I further dissent as to the majority’s award of custody to defendant father. The trial court made the following finding:
*30626. [Defendant mother] and [plaintiff] agree that [defendant mother’s] circumstances have greatly improved and that she is capable of providing care for her children at this time. [Defendant mother] believes that she can provide for her children’s care and wants to provide for her children’s care but she expressed to the court that her children are in the home where they feel safe, protected, and comfortable and have spent the majority of their life. For that reason, although she wants the children to live with her, she is willing to allow them to stay in the grandmother’s home if that is what they want to do. All reports are that when the children are with [defendant mother] and [defendant mother’s fiancee] the visitations go well and that there are no problems.

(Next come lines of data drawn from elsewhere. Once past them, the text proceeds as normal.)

//! Logical document kinds and path classification.
//!
//! A document's kinds are derived once from the directory segments of its
//! root-relative path and its extension, then handed to the kind-specific
//! scanners and resolvers.

use serde::{Deserialize, Serialize};
use std::fmt;
use std::path::Path;
use std::str::FromStr;

use crate::error::LensError;
use crate::paths::relative_dir_segments;

/// Root shell files that never carry lenses.
pub const SHELL_FILES: &[&str] = &["app.vue", "error.vue"];

/// Script extensions scanned for declarations.
pub const SCRIPT_EXTENSIONS: &[&str] = &["ts", "js", "mjs", "mts", "tsx", "jsx"];

/// UI component extensions.
pub const COMPONENT_EXTENSIONS: &[&str] = &["vue"];

/// A logical kind of project document.
#[derive(Debug, Clone, Copy, PartialEq, Eq, Hash, PartialOrd, Ord, Serialize, Deserialize)]
#[serde(rename_all = "lowercase")]
pub enum DocumentKind {
    Component,
    Composable,
    Plugin,
    Middleware,
    Layout,
    Store,
    Utility,
}

impl DocumentKind {
    pub const ALL: [DocumentKind; 7] = [
        DocumentKind::Component,
        DocumentKind::Composable,
        DocumentKind::Plugin,
        DocumentKind::Middleware,
        DocumentKind::Layout,
        DocumentKind::Store,
        DocumentKind::Utility,
    ];

    /// Directory basenames that hold documents of this kind.
    pub fn dir_names(self) -> &'static [&'static str] {
        match self {
            DocumentKind::Component => &["components"],
            DocumentKind::Composable => &["composables"],
            DocumentKind::Plugin => &["plugins"],
            DocumentKind::Middleware => &["middleware"],
            DocumentKind::Layout => &["layouts"],
            DocumentKind::Store => &["stores", "store"],
            DocumentKind::Utility => &["utils"],
        }
    }

    /// File extensions that define symbols of this kind.
    pub fn extensions(self) -> &'static [&'static str] {
        match self {
            DocumentKind::Component | DocumentKind::Layout => COMPONENT_EXTENSIONS,
            _ => SCRIPT_EXTENSIONS,
        }
    }

    /// Whether a file with this extension could hold a usage of this kind.
    ///
    /// Drives per-kind cache invalidation: component references only live
    /// in `.vue` files, everything else can be referenced from any script or
    /// component file (layouts and middleware also from the config file).
    pub fn usage_extension(self, ext: &str) -> bool {
        match self {
            DocumentKind::Component => COMPONENT_EXTENSIONS.contains(&ext),
            _ => COMPONENT_EXTENSIONS.contains(&ext) || SCRIPT_EXTENSIONS.contains(&ext),
        }
    }

    /// Lens label prefix.
    pub fn icon(self) -> &'static str {
        match self {
            DocumentKind::Component => "🧩",
            DocumentKind::Composable => "🪝",
            DocumentKind::Plugin => "🔌",
            DocumentKind::Middleware => "🛡️",
            DocumentKind::Layout => "📐",
            DocumentKind::Store => "🗃️",
            DocumentKind::Utility => "🔧",
        }
    }

    pub fn as_str(self) -> &'static str {
        match self {
            DocumentKind::Component => "component",
            DocumentKind::Composable => "composable",
            DocumentKind::Plugin => "plugin",
            DocumentKind::Middleware => "middleware",
            DocumentKind::Layout => "layout",
            DocumentKind::Store => "store",
            DocumentKind::Utility => "utility",
        }
    }
}

impl fmt::Display for DocumentKind {
    fn fmt(&self, f: &mut fmt::Formatter<'_>) -> fmt::Result {
        f.write_str(self.as_str())
    }
}

impl FromStr for DocumentKind {
    type Err = LensError;

    fn from_str(s: &str) -> Result<Self, Self::Err> {
        DocumentKind::ALL
            .into_iter()
            .find(|k| k.as_str().eq_ignore_ascii_case(s))
            .ok_or_else(|| LensError::UnknownKind(s.to_string()))
    }
}

/// Whether `path` is a root shell file (`app.vue`, `error.vue`).
pub fn is_shell_file(path: &Path, root: &Path) -> bool {
    let Ok(rel) = path.strip_prefix(root) else {
        return false;
    };
    rel.components().count() == 1
        && rel
            .to_str()
            .map(|name| SHELL_FILES.contains(&name))
            .unwrap_or(false)
}

/// Whether `path` is a `*.global.*` middleware file.
pub fn is_global_middleware(path: &Path) -> bool {
    path.file_name()
        .and_then(|n| n.to_str())
        .map(|n| n.split('.').any(|part| part == "global"))
        .unwrap_or(false)
}

/// Classify a document by its root-relative directories and extension.
///
/// Exclusivity rules:
/// - root shell files have no kinds
/// - a file under both `pages` and `components` is a component
/// - a utility that is also a store is only a store
pub fn classify(path: &Path, root: &Path) -> Vec<DocumentKind> {
    if is_shell_file(path, root) {
        return Vec::new();
    }

    let ext = path.extension().and_then(|e| e.to_str()).unwrap_or("");
    let segments = relative_dir_segments(path, root);
    let under = |names: &[&str]| segments.iter().any(|s| names.contains(&s.as_str()));

    let mut kinds: Vec<DocumentKind> = DocumentKind::ALL
        .into_iter()
        .filter(|kind| kind.extensions().contains(&ext) && under(kind.dir_names()))
        .collect();

    if under(&["pages"]) && !kinds.contains(&DocumentKind::Component) {
        // Pages are consumers only.
        return Vec::new();
    }
    if kinds.contains(&DocumentKind::Store) {
        kinds.retain(|k| *k != DocumentKind::Utility);
    }

    kinds
}

#[cfg(test)]
mod tests {
    use super::*;

    fn kinds(rel: &str) -> Vec<DocumentKind> {
        let root = Path::new("/proj");
        classify(&root.join(rel), root)
    }

    #[test]
    fn test_basic_classification() {
        assert_eq!(kinds("components/Foo.vue"), vec![DocumentKind::Component]);
        assert_eq!(kinds("composables/useFoo.ts"), vec![DocumentKind::Composable]);
        assert_eq!(kinds("plugins/auth.client.ts"), vec![DocumentKind::Plugin]);
        assert_eq!(kinds("middleware/auth.ts"), vec![DocumentKind::Middleware]);
        assert_eq!(kinds("layouts/default.vue"), vec![DocumentKind::Layout]);
        assert_eq!(kinds("stores/cart.ts"), vec![DocumentKind::Store]);
        assert_eq!(kinds("store/cart.js"), vec![DocumentKind::Store]);
        assert_eq!(kinds("utils/format.ts"), vec![DocumentKind::Utility]);
    }

    #[test]
    fn test_extension_must_match_kind() {
        assert!(kinds("components/helpers.ts").is_empty());
        assert!(kinds("composables/Widget.vue").is_empty());
        assert!(kinds("pages/index.vue").is_empty());
    }

    #[test]
    fn test_shell_files_have_no_kinds() {
        assert!(kinds("app.vue").is_empty());
        assert!(kinds("error.vue").is_empty());
        assert_eq!(kinds("components/app.vue"), vec![DocumentKind::Component]);
    }

    #[test]
    fn test_pages_components_are_components() {
        assert_eq!(kinds("pages/components/Hero.vue"), vec![DocumentKind::Component]);
    }

    #[test]
    fn test_store_wins_over_utility() {
        assert_eq!(kinds("utils/stores/cart.ts"), vec![DocumentKind::Store]);
    }

    #[test]
    fn test_nested_layer_directories() {
        assert_eq!(
            kinds("layers/base/composables/useBar.ts"),
            vec![DocumentKind::Composable]
        );
    }

    #[test]
    fn test_global_middleware_detection() {
        assert!(is_global_middleware(Path::new("middleware/log.global.ts")));
        assert!(!is_global_middleware(Path::new("middleware/auth.ts")));
    }

    #[test]
    fn test_kind_from_str() {
        assert_eq!("Store".parse::<DocumentKind>().unwrap(), DocumentKind::Store);
        assert!("page".parse::<DocumentKind>().is_err());
    }
}
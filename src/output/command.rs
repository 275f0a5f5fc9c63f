//! JSON output types for CLI commands
//!
//! Every command wraps its payload in a [`JsonResponse`] carrying a schema
//! version, a per-run execution id and a timestamp.
//!
//! # Span Model
//!
//! References are reported as [`Span`]s over **half-open ranges**
//! `[byte_start, byte_end)`. Lines are 1-indexed, columns are 0-indexed byte
//! offsets within their line, so `source.get(byte_start..byte_end)` is the
//! matched text.
//!
//! ```text
//! Source: "const a = useFoo()"
//!          0123456789...
//!
//! Span for "useFoo": byte_start=10, byte_end=16
//!   start_line=1 start_col=10 end_line=1 end_col=16
//! ```

use serde::{Deserialize, Serialize};
use std::path::Path;

use crate::kind::DocumentKind;
use crate::lens::Lens;
use crate::resolve::ReferenceLocation;
use crate::scan::SymbolInfo;

/// Current JSON output schema version
pub const NUXT_LENS_JSON_SCHEMA_VERSION: &str = "1.0.0";

/// Wrapper for all JSON responses
#[derive(Debug, Clone, Serialize, Deserialize)]
pub struct JsonResponse<T> {
    /// Schema version for parsing stability
    pub schema_version: String,
    /// Unique execution ID for this run
    pub execution_id: String,
    /// Tool name
    #[serde(skip_serializing_if = "Option::is_none")]
    pub tool: Option<String>,
    /// RFC 3339 timestamp
    #[serde(skip_serializing_if = "Option::is_none")]
    pub timestamp: Option<String>,
    /// Response data
    pub data: T,
}

impl<T> JsonResponse<T> {
    /// Create a new JSON response
    pub fn new(data: T, execution_id: &str) -> Self {
        JsonResponse {
            schema_version: NUXT_LENS_JSON_SCHEMA_VERSION.to_string(),
            execution_id: execution_id.to_string(),
            tool: Some("nuxt-lens".to_string()),
            timestamp: Some(chrono::Utc::now().to_rfc3339_opts(chrono::SecondsFormat::Secs, true)),
            data,
        }
    }
}

/// Span in source code (byte + line/column), half-open.
#[derive(Debug, Clone, PartialEq, Eq, Serialize, Deserialize)]
pub struct Span {
    pub file_path: String,
    pub byte_start: usize,
    pub byte_end: usize,
    pub start_line: usize,
    pub start_col: usize,
    pub end_line: usize,
    pub end_col: usize,
}

impl From<&ReferenceLocation> for Span {
    fn from(loc: &ReferenceLocation) -> Self {
        Span {
            file_path: loc.file_path.to_string_lossy().into_owned(),
            byte_start: loc.byte_start,
            byte_end: loc.byte_end,
            start_line: loc.start_line,
            start_col: loc.start_col,
            end_line: loc.end_line,
            end_col: loc.end_col,
        }
    }
}

/// Response for the root command
#[derive(Debug, Clone, Serialize, Deserialize)]
pub struct RootResponse {
    pub file_path: String,
    pub root: String,
}

/// Response for the symbols command
#[derive(Debug, Clone, Serialize, Deserialize)]
pub struct SymbolsResponse {
    pub root: String,
    /// Kind filter that was applied (if any)
    #[serde(skip_serializing_if = "Option::is_none")]
    pub kind_filter: Option<DocumentKind>,
    pub symbols: Vec<SymbolEntry>,
}

/// One catalogued symbol
#[derive(Debug, Clone, Serialize, Deserialize)]
pub struct SymbolEntry {
    pub kind: DocumentKind,
    #[serde(flatten)]
    pub symbol: SymbolInfo,
}

/// One lens with its references flattened into spans
#[derive(Debug, Clone, Serialize, Deserialize)]
pub struct LensEntry {
    pub kind: DocumentKind,
    pub symbol: String,
    pub line: usize,
    pub col: usize,
    pub label: String,
    pub references: Vec<Span>,
}

impl From<&Lens> for LensEntry {
    fn from(lens: &Lens) -> Self {
        LensEntry {
            kind: lens.kind,
            symbol: lens.symbol.clone(),
            line: lens.anchor.line,
            col: lens.anchor.col,
            label: lens.label.clone(),
            references: lens
                .command
                .iter()
                .flat_map(|c| c.locations.iter())
                .map(Span::from)
                .collect(),
        }
    }
}

/// Response for the lenses command
#[derive(Debug, Clone, Serialize, Deserialize)]
pub struct LensesResponse {
    pub file_path: String,
    pub lenses: Vec<LensEntry>,
}

impl LensesResponse {
    pub fn new(file_path: &Path, lenses: &[Lens]) -> Self {
        LensesResponse {
            file_path: file_path.to_string_lossy().into_owned(),
            lenses: lenses.iter().map(LensEntry::from).collect(),
        }
    }
}

/// Response for the refs command
#[derive(Debug, Clone, Serialize, Deserialize)]
pub struct RefsResponse {
    pub symbol_name: String,
    pub kind: DocumentKind,
    /// Defining file, when given
    #[serde(skip_serializing_if = "Option::is_none")]
    pub file_path: Option<String>,
    pub references: Vec<Span>,
}

/// Response for errors in JSON mode
#[derive(Debug, Clone, Serialize, Deserialize)]
pub struct ErrorResponse {
    /// Error category/type
    pub error: String,
    /// Human-readable error message
    pub message: String,
}

/// Output format for commands
#[derive(Debug, Clone, Copy, PartialEq, Eq)]
pub enum OutputFormat {
    /// Human-readable text output
    Human,
    /// JSON output with schema versioning
    Json,
}

impl OutputFormat {
    /// Parse from string
    pub fn parse(s: &str) -> Option<Self> {
        match s.to_lowercase().as_str() {
            "human" | "text" => Some(OutputFormat::Human),
            "json" => Some(OutputFormat::Json),
            _ => None,
        }
    }
}

/// Generate a unique execution ID for this run
pub fn generate_execution_id() -> String {
    uuid::Uuid::new_v4().to_string()
}

/// Output JSON to stdout
pub fn output_json<T: Serialize>(data: &T) -> anyhow::Result<()> {
    let json = serde_json::to_string_pretty(data)?;
    println!("{}", json);
    Ok(())
}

The preceding is not structured as a finding of ultimate facts, but as between the parents, the issue of custody clearly remains viable. Although the mother failed to submit pleadings and, indeed, testified that her mother should have custody, this does not preclude the court’s consideration of her as the proper custodian as opposed to defendant father. Under section 50-13.2(a), the court is authorized to award custody to such a “person ... as will best promote the interest and welfare of the child.” N.C. Gen. Stat. § 50-13.2(a) (2001). “In a custody proceeding between two natural parents . . . the trial court must determine custody based on the ‘best interest of the child’ test.” Adams, 354 N.C. at 61, 550 S.E.2d at 502.
In In re Branch, the paternal grandparents filed for custody of their grandchildren, naming the maternal grandparents and father as respondents. Branch, 16 N.C. App. 413, 414, 192 S.E.2d 43, 44 (1972). The petition was answered by the maternal grandparents only. Id. The court awarded custody of the children to the respondent father, who had appeared at the custody hearing and was subject to the court’s orders. Id. at 416, 192 S.E.2d at 45. On appeal, this Court upheld the award, noting, “that the court was fully authorized to award him custody of the children although he had filed no pleading asking for their custody.” Id.
As with the respondent in Branch, the mother here was named as a defendant, appeared and testified at the hearing. She is subject to the orders of the court. As between the two natural parents in this case, the trial court has not yet determined best interests.
Accordingly, I respectfully dissent and vote to affirm the trial court’s award of custody to plaintiff.